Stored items
....................

// src/session/state_machine.rs
//
// ALARM SESSION: lifecycle of one emergency incident.
//
//   Idle ──trigger──▶ Pending ──create ok──▶ Active ──cancel──▶ Cancelled ─▶ Idle
//                        │                     │
//                        └──create failed──▶ Idle (+ emergency-call fallback)
//
// `transition` is pure: it never performs I/O, it only returns the new
// state plus the effects (requests, notifications, persistence) the
// runtime must carry out. Request results come back in as events.

use super::store::PersistedSession;
use crate::dispatch::{AlarmStatus, CreateAlarmRequest};
use crate::pipeline::SessionNotification;
use crate::types::{Location, ServiceSelection};
use serde::{Deserialize, Serialize};
use tracing::{debug, info, warn};

#[derive(Debug, Clone, Copy, PartialEq, Eq, Serialize, Deserialize)]
pub enum AlarmState {
    /// No incident
    Idle,
    /// Create request in flight
    Pending,
    /// Server confirmed the incident; id held
    Active,
    /// Incident closed. Only passed through on the way back to Idle.
    Cancelled,
}

impl AlarmState {
    pub fn as_str(&self) -> &'static str {
        match self {
            AlarmState::Idle => "IDLE",
            AlarmState::Pending => "PENDING",
            AlarmState::Active => "ACTIVE",
            AlarmState::Cancelled => "CANCELLED",
        }
    }
}

#[derive(Debug, Clone, PartialEq)]
pub struct SessionState {
    pub alarm_state: AlarmState,
    /// Some ⟺ alarm_state == Active
    pub active_alarm_id: Option<String>,
    pub last_known_location: Option<Location>,
    /// Sequence number of the create request currently in flight
    pub pending_request: Option<u64>,
    /// Fallback prompt shown and not yet acknowledged
    pub prompting_fallback: bool,
    next_request: u64,
}

impl SessionState {
    pub fn idle() -> Self {
        Self {
            alarm_state: AlarmState::Idle,
            active_alarm_id: None,
            last_known_location: None,
            pending_request: None,
            prompting_fallback: false,
            next_request: 1,
        }
    }

    pub fn is_active(&self) -> bool {
        self.alarm_state == AlarmState::Active
    }

    pub fn persisted(&self) -> PersistedSession {
        PersistedSession::new(
            self.alarm_state,
            self.active_alarm_id.clone(),
            self.last_known_location.clone(),
        )
    }
}

impl Default for SessionState {
    fn default() -> Self {
        Self::idle()
    }
}

#[derive(Debug, Clone, PartialEq)]
pub enum SessionEvent {
    Trigger {
        services: ServiceSelection,
        location: Location,
    },
    UpdateLocation(Location),
    Cancel {
        notify: bool,
    },
    CreateSucceeded {
        request: u64,
        alarm_id: String,
    },
    CreateFailed {
        request: u64,
        reason: String,
    },
    AcknowledgeFallback,
}

#[derive(Debug, Clone, PartialEq)]
pub enum SessionEffect {
    CreateAlarm {
        request: u64,
        payload: CreateAlarmRequest,
    },
    /// Best effort; the result never changes state
    UpdateLocation {
        alarm_id: String,
        location: Location,
    },
    /// Best effort; the result never changes state
    SetStatus {
        alarm_id: String,
        status: AlarmStatus,
    },
    Notify(SessionNotification),
    Persist(PersistedSession),
}

pub fn transition(state: &SessionState, event: SessionEvent) -> (SessionState, Vec<SessionEffect>) {
    let mut next = state.clone();
    let mut effects = Vec::new();

    match event {
        SessionEvent::Trigger { services, location } => {
            if let Err(e) = location.validate() {
                warn!("Trigger rejected, bad location: {}", e);
                effects.push(SessionEffect::Notify(SessionNotification::LocationRejected {
                    reason: e.to_string(),
                }));
                return (next, effects);
            }
            next.last_known_location = Some(location.clone());

            match state.alarm_state {
                AlarmState::Pending => {
                    debug!("Trigger dropped: create already in flight");
                }
                AlarmState::Active => {
                    // A second trigger never opens a second incident
                    if let Some(alarm_id) = state.active_alarm_id.clone() {
                        info!("🔁 Trigger while active → location refresh for {}", alarm_id);
                        effects.push(SessionEffect::UpdateLocation {
                            alarm_id: alarm_id.clone(),
                            location,
                        });
                        effects.push(SessionEffect::Notify(
                            SessionNotification::LocationRefreshed { alarm_id },
                        ));
                        effects.push(SessionEffect::Persist(next.persisted()));
                    }
                }
                AlarmState::Idle | AlarmState::Cancelled => {
                    let request = state.next_request;
                    next.next_request += 1;
                    next.pending_request = Some(request);
                    next.alarm_state = AlarmState::Pending;

                    if services.is_empty() {
                        warn!("Trigger without any service selected; dispatch decides");
                    }
                    info!(
                        "🚨 Trigger accepted (request #{}): services={} at {}",
                        request,
                        services.summary(),
                        location.describe()
                    );

                    push_state_change(&mut effects, state.alarm_state, AlarmState::Pending);
                    effects.push(SessionEffect::CreateAlarm {
                        request,
                        payload: CreateAlarmRequest { services, location },
                    });
                    effects.push(SessionEffect::Persist(next.persisted()));
                }
            }
        }

        SessionEvent::UpdateLocation(location) => {
            if let Err(e) = location.validate() {
                warn!("Location update rejected: {}", e);
                effects.push(SessionEffect::Notify(SessionNotification::LocationRejected {
                    reason: e.to_string(),
                }));
                return (next, effects);
            }
            next.last_known_location = Some(location.clone());

            if let (AlarmState::Active, Some(alarm_id)) =
                (state.alarm_state, state.active_alarm_id.clone())
            {
                effects.push(SessionEffect::UpdateLocation { alarm_id, location });
                effects.push(SessionEffect::Persist(next.persisted()));
            }
        }

        SessionEvent::Cancel { notify } => match state.alarm_state {
            AlarmState::Active => {
                next.alarm_state = AlarmState::Idle;
                let alarm_id = next.active_alarm_id.take();
                if let Some(id) = &alarm_id {
                    info!("🛑 Cancelling alarm {}", id);
                    effects.push(SessionEffect::SetStatus {
                        alarm_id: id.clone(),
                        status: AlarmStatus::Canceled,
                    });
                }
                push_cancelled(&mut effects, AlarmState::Active, alarm_id, notify);
                effects.push(SessionEffect::Persist(next.persisted()));
            }
            AlarmState::Pending => {
                // Cancel wins: forget the in-flight create. If it still
                // succeeds, the orphaned incident is closed on arrival.
                info!(
                    "🛑 Cancelling pending request #{}",
                    state.pending_request.unwrap_or_default()
                );
                next.alarm_state = AlarmState::Idle;
                next.pending_request = None;
                push_cancelled(&mut effects, AlarmState::Pending, None, notify);
                effects.push(SessionEffect::Persist(next.persisted()));
            }
            AlarmState::Idle | AlarmState::Cancelled => {
                debug!("Cancel ignored: no incident");
            }
        },

        SessionEvent::CreateSucceeded { request, alarm_id } => {
            if state.alarm_state == AlarmState::Pending && state.pending_request == Some(request) {
                next.alarm_state = AlarmState::Active;
                next.active_alarm_id = Some(alarm_id.clone());
                next.pending_request = None;
                next.prompting_fallback = false;

                info!("✅ Alarm {} active (request #{})", alarm_id, request);
                push_state_change(&mut effects, AlarmState::Pending, AlarmState::Active);
                effects.push(SessionEffect::Notify(SessionNotification::Submitted {
                    alarm_id,
                }));
                effects.push(SessionEffect::Persist(next.persisted()));
            } else {
                warn!(
                    "Create #{} succeeded after it was abandoned; closing orphan {}",
                    request, alarm_id
                );
                effects.push(SessionEffect::SetStatus {
                    alarm_id,
                    status: AlarmStatus::Canceled,
                });
            }
        }

        SessionEvent::CreateFailed { request, reason } => {
            if state.alarm_state != AlarmState::Pending || state.pending_request != Some(request) {
                debug!("Ignoring failure of abandoned create #{}", request);
                return (next, effects);
            }

            next.alarm_state = AlarmState::Idle;
            next.pending_request = None;
            warn!("❌ Create #{} failed: {}", request, reason);
            push_state_change(&mut effects, AlarmState::Pending, AlarmState::Idle);

            if state.prompting_fallback {
                debug!("Emergency-call prompt already showing; not stacking another");
            } else {
                next.prompting_fallback = true;
                effects.push(SessionEffect::Notify(
                    SessionNotification::EmergencyCallRequested { reason },
                ));
            }
            effects.push(SessionEffect::Persist(next.persisted()));
        }

        SessionEvent::AcknowledgeFallback => {
            next.prompting_fallback = false;
        }
    }

    (next, effects)
}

....................

• **Instructions to follow**:
In the records above, locate every line with the string "false" and copy it.

• **Output below**:
            prompting_fallback: false,
                next.prompting_fallback = false;
            next.prompting_fallback = false;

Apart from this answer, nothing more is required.